El hombre que tenía un diente


Noche primaveral en Rosario, un grupo de amigos se juntó en una previa eterna. Pizza, cerveza e inacabables conversaciones.
Pedro, muchacho morrudo, el más grande de los cuatro, preguntó si alguien quería un chocolate, que él lo iba a comprar.
Luis, Mario y Walter, respondieron que no pero con un rotundo sos un gordo!.
La reunión fue por los caminos deseados, 1 cajón de birras, 2 pizzas y 4 horas de previa la convirtieron en una buena previa para salir sin rumbo, aunque implícitamente eso significaba ir al mismo bar de siempre, Támesis.
Por suerte, estos 4 muchachos no decían la gastada frase “la noche está en pañales” pero para cualquier otra persona, en ese determinado momento, la noche estaría en pañales.
Camino al bar, Pedro contó que a su perro Rocco, un perro muy pequeño que como hazaña más destacable realizó el acto de subirse a unos escalones para tener sexo con una perra bóxer llamada Lola, lo habían atacado 2 dogos y que lo habían abierto por todos lados y que obviamente, estaba muy jodido. Los otros 3 humanos, endiosaban a Rocco así que se sintieron muy apenados pero ya estaban llegando al bar, así que no dejaron que la mala noticia afectara a la noche.
En el bar, Luis y Mario, salieron disparados a la pista, ellos eran encaradores natos, cual pelota de básquet iban rebotando hasta convertir el punto, en cambio, Pedro y Walter, eligieron la barra, ellos eran de la clase de humanos que hablan por horas acodados en ella hasta que deciden ir a dar una vuelta para ver alguna que otra mujer solitaria o deseosa de hombres.
Luego de unos minutos de haberse despegado de la barra y casi terminando la vuelta, una mujercita pequeña, morocha y descarada, decidió convertirse al ritmo de Vilma Palma en el queso del sándwich. Ella era muy buena en el arte de calentar las pavas y ellos muy malos en el arte del deseo. Insinuaciones, franeleo, caricias, besos en los cuellos, el 2 contra 1 iba perfecto, caricias, apoyadas, apretadas, picos, manoseos, manotazos y como era de esperar, el sándwich se quedó sin queso, así que Pedro y Walter se quedaron bastante calientes y decidieron ir a tomarse una birra a un bar de Pellegrini. Unos metros antes de llegar al bar, un adolescente alcoholizado, les preguntó la hora pero ellos no llevaban ningún reloj.

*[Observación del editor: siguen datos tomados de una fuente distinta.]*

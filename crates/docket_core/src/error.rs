//! Error types for Docket core.

use thiserror::Error;

/// Result type for core operations.
pub type CoreResult<T> = Result<T, CoreError>;

/// Errors that can occur in Docket core operations.
#[derive(Debug, Clone, PartialEq, Eq, Error)]
pub enum CoreError {
    /// No matching document exists.
    #[error("not found: {what}")]
    NotFound {
        /// What was looked up.
        what: String,
    },

    /// A create targeted a document that already exists.
    #[error("document already exists: {path}")]
    Conflict {
        /// Path of the existing document.
        path: String,
    },

    /// Unrecognized lifecycle or operation combination.
    #[error("invalid operation: {message}")]
    InvalidOperation {
        /// Description of why the operation is invalid.
        message: String,
    },

    /// Database I/O failed.
    #[error("transport error: {message}")]
    Transport {
        /// Error message.
        message: String,
        /// Whether the operation can be retried.
        retryable: bool,
    },

    /// A path did not have the expected shape.
    #[error("invalid path {path:?}: {reason}")]
    InvalidPath {
        /// The rejected path.
        path: String,
        /// Why it was rejected.
        reason: String,
    },

    /// The transaction could not commit because of concurrent writers.
    #[error("transaction contention on {path}")]
    Contention {
        /// Path whose version changed since it was read.
        path: String,
    },

    /// The database gave up re-running a contended transaction.
    #[error("transaction aborted after {attempts} attempts: {reason}")]
    TransactionAborted {
        /// Number of attempts made.
        attempts: u32,
        /// Reason for abort.
        reason: String,
    },

    /// Value conversion error.
    #[error("codec error: {0}")]
    Codec(#[from] docket_codec::CodecError),
}

impl CoreError {
    /// Creates a not found error.
    pub fn not_found(what: impl Into<String>) -> Self {
        Self::NotFound { what: what.into() }
    }

    /// Creates a conflict error.
    pub fn conflict(path: impl Into<String>) -> Self {
        Self::Conflict { path: path.into() }
    }

    /// Creates an invalid operation error.
    pub fn invalid_operation(message: impl Into<String>) -> Self {
        Self::InvalidOperation {
            message: message.into(),
        }
    }

    /// Creates a retryable transport error.
    pub fn transport_retryable(message: impl Into<String>) -> Self {
        Self::Transport {
            message: message.into(),
            retryable: true,
        }
    }

    /// Creates a non-retryable transport error.
    pub fn transport_fatal(message: impl Into<String>) -> Self {
        Self::Transport {
            message: message.into(),
            retryable: false,
        }
    }

    /// Creates a contention error.
    pub fn contention(path: impl Into<String>) -> Self {
        Self::Contention { path: path.into() }
    }

    /// Creates an invalid path error.
    pub fn invalid_path(path: impl Into<String>, reason: impl Into<String>) -> Self {
        Self::InvalidPath {
            path: path.into(),
            reason: reason.into(),
        }
    }

    /// Returns true for [`CoreError::NotFound`].
    pub fn is_not_found(&self) -> bool {
        matches!(self, CoreError::NotFound { .. })
    }

    /// Returns true if re-running the whole transaction may succeed.
    pub fn is_retryable(&self) -> bool {
        match self {
            CoreError::Transport { retryable, .. } => *retryable,
            CoreError::Contention { .. } => true,
            _ => false,
        }
    }
}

Tomando la birra muy lentamente y sintiendo como el refrescante líquido enfriaba el esófago pasó el adolescente borracho y le pegó una patada a un inocente perro callejero que dormía plácidamente en el medio de la vereda y a un metro de Pedro y Walter, que inmediatamente se miraron y al segundo Walter le dijo a Pedro, le pegó al perro y medio dubitativo pero sabiendo la respuesta soltó un “vamos a darle?” y Pedro, amante de la piña, golpeó la mesa con las 2 manos y salió disparado hacia el adolescente borracho que ya les había sacado 50 metros. Corriendo lo alcanzó, y sin que el adolescente se enterara, Pedro lo agarró de la nuca y lo sorprendió con un puñetazo en plena boca, Pedro no lo soltó pero con su mano izquierda fue acompañando la caída agarrándolo de la nuca. Una vez que el adolescente cayó al piso, Pedro se convirtió en una ametralladora de puñetes, cuando Walter llegó, entre la risa que le daba la situación y la oportunidad de pegarle a un adolescente, decidió mezclar carcajadas y puñetes directos a la cara.
Llegó el cocinero del bar e intentó frenarlos pero Pedro, justificaba cada golpe con la frase “pero mira como está” y la piña o la patada llegaban al cuerpo del adolescente.
Una vez que terminó y en plena caminata de regreso a la mesa, el cocinero dijo “menos mal que no fui yo el que le pegó al perro porque si no me bajaban el diente”, sonrió y mostró su único diente, un incisivo derecho.
En la mesa, la cerveza los esperó intacta.